Paul Mugabe's testimony regarding the shooting down of Habyarimana's plane ordered by Kagame is corroborated by intelligence documents and information presented to the French parliamentary inquiry. Major General Paul Kagame was an instrument of Washington. The loss of African lives did not matter. The civil war in Rwanda and the ethnic massacres were an integral part of US foreign policy, carefully staged in accordance with precise strategic and economic objectives.

Despite the good diplomatic relations between Paris and Washington and the apparent unity of the Western military alliance, it was an undeclared war between France and America. By supporting the build up of Ugandan and Rwandan forces and by directly intervening in the Congolese civil war, Washington also bears a direct responsibility for the ethnic massacres committed in the Eastern Congo including several hundred thousand people who died in refugee camps.

US policy-makers were fully aware that a catastrophe was imminent. In fact four months before the genocide, the CIA had warned the US State Department in a confidential brief that the Arusha Accords would fail and "that if hostilities resumed, then upward of half a million people would die". 45 This information was withheld from the United Nations: "it was not until the genocide was over that information was passed to Maj.-Gen. Dallaire [who was in charge of UN forces in Rwanda]." 46

Washington's objective was to displace France, discredit the French government (which had supported the Habyarimana regime) and install an Anglo-American protectorate in Rwanda under Major General Paul Kagame. Washington deliberately did nothing to prevent the ethnic massacres.

When a UN force was put forth, Major General Paul Kagame sought to delay its implementation stating that he would only accept a peacekeeping force once the RPA was in control of Kigali. Kagame "feared [that] the proposed United Nations force of more than 5,000 troops… [might] intervene to deprive them [the RPA] of victory".47 Meanwhile the Security Council after deliberation and a report from Secretary General Boutros Boutros Ghali decided to postpone its intervention.
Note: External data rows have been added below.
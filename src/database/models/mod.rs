//! Database model exports.

pub mod entity_status;
pub mod profile;
pub mod role_rank;

pub use entity_status::{EntityStatus, EntityStatusRecord, ModerationState};
pub use profile::{GuildPermissionProfile, Patch, ProfileUpdate};
pub use role_rank::RoleRankAssignment;
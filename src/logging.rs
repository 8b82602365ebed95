//! Tracing setup for binaries embedding the crate.

use tracing_subscriber::EnvFilter;

/// Install a global fmt subscriber.
///
/// `RUST_LOG` wins over `default_filter`. Calling this twice is a no-op.
pub fn init(default_filter: &str) {
    let filter =
        EnvFilter::try_from_default_env().unwrap_or_else(|_| EnvFilter::new(default_filter));

    let _ = tracing_subscriber::fmt().with_env_filter(filter).try_init();
}
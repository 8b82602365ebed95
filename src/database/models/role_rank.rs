//! Role to rank assignments.

use mongodb::bson::oid::ObjectId;
use serde::{Deserialize, Serialize};

use crate::cache::{GuildId, Rank, RoleId};

/// Maps one role of a guild to a rank. At most one rank per role.
#[derive(Debug, Clone, PartialEq, Eq, Serialize, Deserialize)]
pub struct RoleRankAssignment {
    /// MongoDB document ID
    #[serde(rename = "_id", default, skip_serializing_if = "Option::is_none")]
    pub id: Option<ObjectId>,

    pub guild_id: GuildId,
    pub role_id: RoleId,
    pub rank: Rank,
}

impl RoleRankAssignment {
    pub fn new(guild_id: GuildId, role_id: RoleId, rank: Rank) -> Self {
        Self {
            id: None,
            guild_id,
            role_id,
            rank,
        }
    }
}
//! Cache configuration.

use std::num::NonZeroUsize;
use std::time::Duration;

use serde::Deserialize;

use crate::error::AuthzError;

/// Configuration for a cache instance.
///
/// The TTL is fixed per cache, never per entry.
#[derive(Debug, Clone, Copy, PartialEq, Eq, Deserialize)]
#[serde(try_from = "RawCacheConfig")]
pub struct CacheConfig {
    /// Time-to-live for every entry of the cache.
    pub ttl: Duration,

    /// Maximum number of entries. When an insert would exceed it the
    /// oldest-inserted entry is evicted.
    pub max_size: Option<NonZeroUsize>,
}

impl Default for CacheConfig {
    fn default() -> Self {
        Self {
            ttl: Duration::from_secs(300), // 5 minutes
            max_size: None,
        }
    }
}

impl CacheConfig {
    /// Create a new cache config with the given TTL and no size bound.
    pub fn with_ttl(ttl: Duration) -> Self {
        Self { ttl, max_size: None }
    }

    /// Set time-to-live for cache entries.
    #[must_use]
    pub fn ttl(mut self, ttl: Duration) -> Self {
        self.ttl = ttl;
        self
    }

    /// Bound the cache to `max_size` entries. Zero removes the bound.
    #[must_use]
    pub fn max_size(mut self, max_size: usize) -> Self {
        self.max_size = NonZeroUsize::new(max_size);
        self
    }

    /// Remove the size bound.
    #[must_use]
    pub fn unbounded(mut self) -> Self {
        self.max_size = None;
        self
    }

    /// Per-guild configuration fields.
    /// Guild count is bounded by deployment scale, so no size bound.
    pub fn guild_config() -> Self {
        Self {
            ttl: Duration::from_secs(300), // 5 minutes
            max_size: None,
        }
    }

    /// Status flags keyed by (guild, entity). These change often.
    pub fn entity_status() -> Self {
        Self {
            ttl: Duration::from_secs(60), // 1 minute
            max_size: None,
        }
    }

    /// Resolved ranks keyed by (guild, user).
    pub fn permissions() -> Self {
        Self {
            ttl: Duration::from_secs(300), // 5 minutes
            max_size: NonZeroUsize::new(10_000),
        }
    }
}

/// Wire form of the recognised options: `{ ttl_seconds, max_size }`.
#[derive(Debug, Deserialize)]
struct RawCacheConfig {
    ttl_seconds: u64,
    #[serde(default)]
    max_size: Option<usize>,
}

impl TryFrom<RawCacheConfig> for CacheConfig {
    type Error = AuthzError;

    fn try_from(raw: RawCacheConfig) -> Result<Self, Self::Error> {
        if raw.ttl_seconds == 0 {
            return Err(AuthzError::Config("ttl_seconds must be positive".into()));
        }
        let max_size = match raw.max_size {
            Some(0) => {
                return Err(AuthzError::Config(
                    "max_size must be positive when set".into(),
                ));
            }
            Some(n) => NonZeroUsize::new(n),
            None => None,
        };
        Ok(Self {
            ttl: Duration::from_secs(raw.ttl_seconds),
            max_size,
        })
    }
}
The 1994 Rwandan "genocide" served strictly strategic and geopolitical objectives. The ethnic massacres were a stumbling blow to France's credibility which enabled the US to establish a neocolonial foothold in Central Africa. From a distinctly Franco-Belgian colonial setting, the Rwandan capital Kigali has become --under the expatriate Tutsi led RPF government-- distinctly Anglo-American. English has become the dominant language in government and the private sector. Many private businesses owned by Hutus were taken over in 1994 by returning Tutsi expatriates. The latter had been exiled in Anglophone Africa, the US and Britain.
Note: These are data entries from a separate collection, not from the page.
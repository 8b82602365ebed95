//! Per-guild configuration cache with partial updates.

use std::sync::Arc;
use std::time::Duration;

use tracing::debug;

use super::backend::{BackendFactory, CacheBackend};
use super::epoch::GuildEpochs;
use super::key::{GuildId, validate_id};
use super::CacheConfig;
use crate::database::store::{AuthorityStore, with_timeout};
use crate::database::{GuildPermissionProfile, ProfileUpdate};
use crate::error::Result;

/// Cache of [`GuildPermissionProfile`] keyed by guild.
#[derive(Clone)]
pub struct GuildConfigCache {
    cache: CacheBackend<GuildId, GuildPermissionProfile>,
    store: Arc<dyn AuthorityStore>,
    epochs: GuildEpochs,
    store_timeout: Duration,
}

impl GuildConfigCache {
    pub fn new(
        backends: &BackendFactory,
        config: CacheConfig,
        store: Arc<dyn AuthorityStore>,
        store_timeout: Duration,
    ) -> Self {
        Self {
            cache: backends.build("guild_config", config),
            store,
            epochs: GuildEpochs::new(),
            store_timeout,
        }
    }

    /// Cached profile, without touching the store.
    pub async fn get(&self, guild_id: GuildId) -> Result<Option<GuildPermissionProfile>> {
        validate_id("guild", guild_id)?;
        Ok(self.cache.get(&guild_id).await)
    }

    /// Cached profile, reading it from the store on a miss.
    pub async fn get_or_load(&self, guild_id: GuildId) -> Result<GuildPermissionProfile> {
        validate_id("guild", guild_id)?;
        if let Some(profile) = self.cache.get(&guild_id).await {
            debug!("Guild config cache hit for {}", guild_id);
            return Ok(profile);
        }

        debug!("Guild config cache miss for {}", guild_id);
        let stamp = self.epochs.stamp(guild_id);
        let profile = with_timeout(
            "fetch_guild_profile",
            self.store_timeout,
            self.store.fetch_guild_profile(guild_id),
        )
        .await?;

        let cached = self
            .cache
            .fill_unless_stale(guild_id, profile.clone(), || self.epochs.is_current(&stamp))
            .await?;
        Ok(cached.unwrap_or(profile))
    }

    /// Apply a partial update to the cached profile.
    ///
    /// Fields left `Unset` keep their cached value. Without a cached profile
    /// the update starts from an empty one.
    pub async fn set(
        &self,
        guild_id: GuildId,
        update: &ProfileUpdate,
    ) -> Result<GuildPermissionProfile> {
        validate_id("guild", guild_id)?;
        // In-flight loads must not overwrite the fields set here
        self.epochs.bump(guild_id);
        let profile = self
            .cache
            .update(guild_id, |current| {
                let mut profile =
                    current.unwrap_or_else(|| GuildPermissionProfile::new(guild_id));
                profile.apply(update);
                profile
            })
            .await?;
        debug!("Updated cached guild config for {}", guild_id);
        Ok(profile)
    }

    /// Drop the cached profile so the next load reads the store.
    pub async fn invalidate(&self, guild_id: GuildId) -> Result<()> {
        validate_id("guild", guild_id)?;
        self.epochs.bump(guild_id);
        self.cache.invalidate(&guild_id).await?;
        debug!("Invalidated guild config cache for {}", guild_id);
        Ok(())
    }

    pub async fn clear(&self) -> Result<()> {
        self.epochs.bump_all();
        self.cache.clear().await
    }

    pub fn backend(&self) -> &CacheBackend<GuildId, GuildPermissionProfile> {
        &self.cache
    }
}
//! MongoDB-backed authority store.
//!
//! Collections:
//! - `guild_profiles` keyed by `guild_id`
//! - `role_ranks` keyed by `(guild_id, role_id)`
//! - `entity_status` keyed by `(guild_id, entity_id)`

use std::collections::BTreeSet;

use async_trait::async_trait;
use futures::TryStreamExt;
use mongodb::Collection;
use mongodb::bson::{Bson, Document, doc};
use mongodb::options::{ReplaceOptions, ReturnDocument};
use tracing::debug;

use super::Database;
use super::models::{
    EntityStatus, EntityStatusRecord, GuildPermissionProfile, Patch, ProfileUpdate,
    RoleRankAssignment,
};
use super::store::AuthorityStore;
use crate::cache::{EntityId, GuildId, RoleId};
use crate::error::{AuthzError, Result};

#[derive(Clone)]
pub struct MongoAuthorityStore {
    profiles: Collection<GuildPermissionProfile>,
    ranks: Collection<RoleRankAssignment>,
    statuses: Collection<EntityStatusRecord>,
}

impl MongoAuthorityStore {
    pub fn new(db: &Database) -> Self {
        Self {
            profiles: db.collection("guild_profiles"),
            ranks: db.collection("role_ranks"),
            statuses: db.collection("entity_status"),
        }
    }
}

fn upsert() -> ReplaceOptions {
    ReplaceOptions::builder().upsert(true).build()
}

/// Split a partial update into `$set` and `$unset` documents.
fn profile_update_doc(update: &ProfileUpdate) -> Document {
    let mut set = Document::new();
    let mut unset = Document::new();
    for (field, patch) in update.fields() {
        match patch {
            Patch::Unset => {}
            Patch::Clear => {
                unset.insert(field, "");
            }
            Patch::Value(id) => {
                set.insert(field, id);
            }
        }
    }

    let mut doc = Document::new();
    if !set.is_empty() {
        doc.insert("$set", set);
    }
    if !unset.is_empty() {
        doc.insert("$unset", unset);
    }
    doc
}

fn guild_ids(values: Vec<Bson>) -> impl Iterator<Item = GuildId> {
    values.into_iter().filter_map(|v| match v {
        Bson::Int64(id) => Some(id),
        Bson::Int32(id) => Some(id as i64),
        _ => None,
    })
}

#[async_trait]
impl AuthorityStore for MongoAuthorityStore {
    async fn fetch_guild_profile(&self, guild_id: GuildId) -> Result<GuildPermissionProfile> {
        let result = self
            .profiles
            .find_one(doc! { "guild_id": guild_id })
            .await
            .map_err(|e| AuthzError::store("fetch_guild_profile", e))?;
        debug!("DB get guild profile for {}: {:?}", guild_id, result.is_some());
        Ok(result.unwrap_or_else(|| GuildPermissionProfile::new(guild_id)))
    }

    async fn fetch_role_assignments(&self, guild_id: GuildId) -> Result<Vec<RoleRankAssignment>> {
        let cursor = self
            .ranks
            .find(doc! { "guild_id": guild_id })
            .await
            .map_err(|e| AuthzError::store("fetch_role_assignments", e))?;
        let assignments: Vec<RoleRankAssignment> = cursor
            .try_collect()
            .await
            .map_err(|e| AuthzError::store("fetch_role_assignments", e))?;
        debug!("DB got {} rank assignments for {}", assignments.len(), guild_id);
        Ok(assignments)
    }

    async fn fetch_entity_status(
        &self,
        guild_id: GuildId,
        entity_id: EntityId,
    ) -> Result<EntityStatus> {
        let result = self
            .statuses
            .find_one(doc! { "guild_id": guild_id, "entity_id": entity_id })
            .await
            .map_err(|e| AuthzError::store("fetch_entity_status", e))?;
        Ok(result.map(|record| record.status).unwrap_or_default())
    }

    async fn known_guilds(&self) -> Result<Vec<GuildId>> {
        let from_profiles = self
            .profiles
            .distinct("guild_id", doc! {})
            .await
            .map_err(|e| AuthzError::store("known_guilds", e))?;
        let from_ranks = self
            .ranks
            .distinct("guild_id", doc! {})
            .await
            .map_err(|e| AuthzError::store("known_guilds", e))?;

        let guilds: BTreeSet<GuildId> = guild_ids(from_profiles).chain(guild_ids(from_ranks)).collect();
        Ok(guilds.into_iter().collect())
    }

    async fn update_guild_profile(
        &self,
        guild_id: GuildId,
        update: &ProfileUpdate,
    ) -> Result<GuildPermissionProfile> {
        let changes = profile_update_doc(update);
        if changes.is_empty() {
            return self.fetch_guild_profile(guild_id).await;
        }

        let profile = self
            .profiles
            .find_one_and_update(doc! { "guild_id": guild_id }, changes)
            .upsert(true)
            .return_document(ReturnDocument::After)
            .await
            .map_err(|e| AuthzError::store("update_guild_profile", e))?;

        debug!("Updated guild profile for {}", guild_id);
        Ok(profile.unwrap_or_else(|| GuildPermissionProfile::new(guild_id)))
    }

    async fn upsert_role_rank(&self, assignment: &RoleRankAssignment) -> Result<()> {
        let filter = doc! { "guild_id": assignment.guild_id, "role_id": assignment.role_id };
        let record = RoleRankAssignment {
            id: None,
            ..assignment.clone()
        };
        self.ranks
            .replace_one(filter, &record)
            .with_options(upsert())
            .await
            .map_err(|e| AuthzError::store("upsert_role_rank", e))?;

        debug!(
            "Saved rank {} for role {} in guild {}",
            assignment.rank, assignment.role_id, assignment.guild_id
        );
        Ok(())
    }

    async fn delete_role_rank(&self, guild_id: GuildId, role_id: RoleId) -> Result<bool> {
        let result = self
            .ranks
            .delete_one(doc! { "guild_id": guild_id, "role_id": role_id })
            .await
            .map_err(|e| AuthzError::store("delete_role_rank", e))?;
        Ok(result.deleted_count > 0)
    }

    async fn replace_role_ranks(
        &self,
        guild_id: GuildId,
        assignments: &[RoleRankAssignment],
    ) -> Result<()> {
        // Not transactional: a failure after the delete leaves the guild with
        // no assignments, which resolves everyone to rank 0.
        self.ranks
            .delete_many(doc! { "guild_id": guild_id })
            .await
            .map_err(|e| AuthzError::store("replace_role_ranks", e))?;

        let records: Vec<RoleRankAssignment> = assignments
            .iter()
            .map(|a| RoleRankAssignment::new(guild_id, a.role_id, a.rank))
            .collect();
        if !records.is_empty() {
            self.ranks
                .insert_many(records)
                .await
                .map_err(|e| AuthzError::store("replace_role_ranks", e))?;
        }

        debug!("Replaced {} rank assignments for {}", assignments.len(), guild_id);
        Ok(())
    }

    async fn save_entity_status(
        &self,
        guild_id: GuildId,
        entity_id: EntityId,
        status: Option<EntityStatus>,
    ) -> Result<()> {
        let filter = doc! { "guild_id": guild_id, "entity_id": entity_id };
        match status {
            Some(status) => {
                let record = EntityStatusRecord {
                    id: None,
                    guild_id,
                    entity_id,
                    status,
                };
                self.statuses
                    .replace_one(filter, &record)
                    .with_options(upsert())
                    .await
                    .map_err(|e| AuthzError::store("save_entity_status", e))?;
            }
            None => {
                self.statuses
                    .delete_one(filter)
                    .await
                    .map_err(|e| AuthzError::store("save_entity_status", e))?;
            }
        }
        Ok(())
    }
}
The Rwandan Patriotic Army (RPA) functions in English and Kinyarwanda, the University previously linked to France and Belgium functions in English. While English had become an official language alongside French and Kinyarwanda, French political and cultural influence will eventually be erased. Washington has become the new colonial master of a francophone country.

Several other francophone countries in Sub-Saharan Africa have entered into military cooperation agreements with the US. These countries are slated by Washington to follow suit on the pattern set in Rwanda. Meanwhile in francophone West Africa, the US dollar is rapidly displacing the CFA Franc -- which is linked in a currency board arrangement to the French Treasury.